English phrases | Russian phrases | Turkish phrases
Translate.vc / English → Turkish / [ W ] / With a woman

With a woman translate Turkish

7,142 parallel translation
I did the guy thing for a while, but it wasn't until I was with a woman that everything clicked.
Bir süre erkeklerle denedim ama bir kadınla olana kadar hiçbir şey netleşmemişti.
Well..... I think that you would be better suited to going out with a woman that hasn't seen you suck Special Brew that's been spilled on the carpet, or seen you naked in bed with an old lady or shit yourself in a meeting.
Bence, eğer senin halıdan bira içtiğini görmemiş veya seni yaşlı bir kadınla yatakta basmamış veya bir toplantıda altına sıçtığını görmemiş bir kadınla beraber olman senin için daha iyi olur.
How can I possibly be with a woman who hates me so much?
Benden böylesine nefret eden bir kadınla nasıl birlikte yaşayabilirim?
Elliot, you set me up on a date with a woman?
Elliot beni bir kadınla mı randevuya ayarladın?
Most of'em never slept with a woman.
Çoğu daha hiçbir kadınla yatmadı.
Bob... you shouldn't be with a woman.
Bob sen bir kadınla beraber olmamalısın.
When I was in London, I spent the night with a woman.
Londra'dayken, geceyi bir kadınla geçirdim.
Hmm, to be honest, it's kind of a dream come true to go to even a fake prom with a woman as beautiful as you.
Açıkçası senin gibi güzel bir kızla sahte de olsa bir baloya gitmek bir nevi hayallerimin gerçekleşmesi gibi.
She was a grown woman who'd never learned how to deal with men's advances because no one was ever interested.
Erkeklerin ilgisiyle baş etmeyi bilmeyen yetişkin bir kadındı çünkü hiç kimse onunla ilgilenmemişti.
Because if Alan snuck up on this woman with a knife and she caught him, she'd kick his ass.
Çünkü Alan bu kadına bir bıçakla yaklaşsaydı ve yakalansaydı, ona gününü gösterirdi.
If I can avoid it, I'd rather not be alone with a young woman in her dorm room.
Mümkün olursa genç bir kadınla yurt odasında olmamayı tercih ederim.
Well, tonight your men will see me return to the house with a very beautiful woman.
Bu gece, adamlarınız yanında güzel bir kadınla,... eve giren bir adam görecekler.
I never dreamed that I would ever be able to do this with a real woman.
Kurtuluşumsun!
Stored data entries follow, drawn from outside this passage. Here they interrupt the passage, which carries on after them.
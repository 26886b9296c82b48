//! Running one (target, node) request against its backend.

use std::sync::Arc;

use tokio_util::sync::CancellationToken;
use tracing::{debug, info, warn};

use super::deps::{ResultMap, child_key, result_key, wait_context_deps};
use super::types::{BuildError, ResultHandle, ResultHandler};
use crate::backend::{BackendError, BuildClient, GatewayResult, SolveResponse};
use crate::consts::{
  ATTR_REQUEST_ID, ATTR_SOURCE, BUILD_REF_KEY, FALLBACK_FRONTEND_LINT, FALLBACK_FRONTEND_OUTLINE, FRONTEND_GATEWAY,
  SUBREQUEST_LINT, SUBREQUEST_OUTLINE, SUBREQUEST_TARGETS,
};
use crate::request::SolveRequest;
use crate::waitmap::{WaitError, WaitMap};

/// Pinned frontend able to answer `subrequest`, if it is one we know.
fn fallback_frontend(subrequest: &str) -> Option<&'static str> {
  match subrequest {
    SUBREQUEST_OUTLINE | SUBREQUEST_TARGETS => Some(FALLBACK_FRONTEND_OUTLINE),
    SUBREQUEST_LINT => Some(FALLBACK_FRONTEND_LINT),
    _ => None,
  }
}

/// Solve `request`, retrying once through a pinned frontend image when the
/// backend's frontend does not know the requested subrequest.
///
/// Returns the result together with the request that produced it.
pub async fn solve_with_fallback(
  client: &dyn BuildClient,
  request: SolveRequest,
  allow_fallback: bool,
) -> Result<(GatewayResult, SolveRequest), BackendError> {
  let err = match client.solve(&request).await {
    Ok(result) => return Ok((result, request)),
    Err(err) => err,
  };

  let BackendError::UnsupportedSubrequest { name } = &err else {
    return Err(err);
  };
  let Some(image) = fallback_frontend(name) else {
    return Err(err);
  };
  if !allow_fallback || !request.frontend_attrs.contains_key(ATTR_REQUEST_ID) {
    return Err(err);
  }

  warn!(subrequest = %name, frontend = image, "frontend does not support subrequest, retrying with pinned frontend");
  let mut retry = request;
  retry.frontend = FRONTEND_GATEWAY.to_string();
  retry.frontend_attrs.insert(ATTR_SOURCE.to_string(), image.to_string());
  let result = client.solve(&retry).await?;
  Ok((result, retry))
}

/// Everything one dispatch task needs.
pub struct PairTask {
  pub target: String,
  pub node_index: usize,
  pub node_name: String,
  pub builder: String,
  pub request: SolveRequest,
  pub client: Arc<dyn BuildClient>,
  /// Dependents that must finish with this result first.
  pub children: Vec<String>,
  pub results: Arc<ResultMap>,
  pub registrations: Arc<WaitMap<String, ()>>,
  pub handler: Option<ResultHandler>,
  pub allow_fallback: bool,
  pub cancel: CancellationToken,
}

impl PairTask {
  /// Dispatch the request and release its shared sessions, whatever the
  /// outcome.
  pub async fn run(self) -> Result<SolveResponse, BuildError> {
    let client = self.client.clone();
    let sessions = self.request.shared_sessions.clone();
    let cancel = self.cancel.clone();

    let outcome = tokio::select! {
      biased;
      _ = cancel.cancelled() => Err(BuildError::Canceled),
      outcome = self.dispatch() => outcome,
    };

    for session in sessions {
      if let Err(err) = session.release(client.as_ref()).await {
        warn!(session = %session.id(), error = %err, "failed to close shared session");
      }
    }
    outcome
  }

  async fn dispatch(self) -> Result<SolveResponse, BuildError> {
    let PairTask {
      target,
      node_index,
      node_name,
      builder,
      mut request,
      client,
      children,
      results,
      registrations,
      handler,
      allow_fallback,
      cancel,
    } = self;

    wait_context_deps(&mut request, node_index, &results, &cancel).await?;

    for session in &request.shared_sessions {
      session.ensure_attached(client.as_ref()).await?;
    }

    info!(target = %target, node = %node_name, ref_id = %request.ref_id, "solving");
    let (result, request) = solve_with_fallback(client.as_ref(), request, allow_fallback).await?;
    let result = Arc::new(result);
    let request = Arc::new(request);
    results.set(result_key(node_index, &target), result.clone());

    if let Some(handler) = &handler {
      handler(&ResultHandle {
        target: target.clone(),
        node_index,
        result: result.clone(),
        request: request.clone(),
        client: client.clone(),
      });
    }

    if !children.is_empty() {
      // Keep the result alive until every dependent has picked it up.
      let keys: Vec<String> = children.iter().map(|c| child_key(node_index, c)).collect();
      debug!(target = %target, children = ?children, "waiting for dependent targets");
      let evaluate = async { client.evaluate(&result).await.map_err(BuildError::from) };
      let wait = async {
        registrations.get(&keys, &cancel).await.map_err(|err| match err {
          WaitError::Canceled => BuildError::Canceled,
          other => BuildError::Wait(other),
        })
      };
      tokio::try_join!(evaluate, wait)?;
    }

    let mut response = client.export(&request, &result).await?;
    response
      .exporter_response
      .insert(BUILD_REF_KEY.to_string(), format!("{builder}/{node_name}/{}", request.ref_id));

    registrations.set(child_key(node_index, &target), ());
    debug!(target = %target, node = %node_name, "request finished");
    Ok(response)
  }
}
Bunu gerçek bir kadınla yapacağımı hiç düşünmemiştim.
A woman shouldn't dread... spending time with her best friend.
Bir kadın en yakın arkadaşıyla vakit geçirmekten böyle korkmamalı.
And it took a woman with the vision of four eyes to find it, and the love of two hearts to give it back to me.
Ve kalbimi anca dört gözlü ve iki kalpli bir kız bularak geri verdi.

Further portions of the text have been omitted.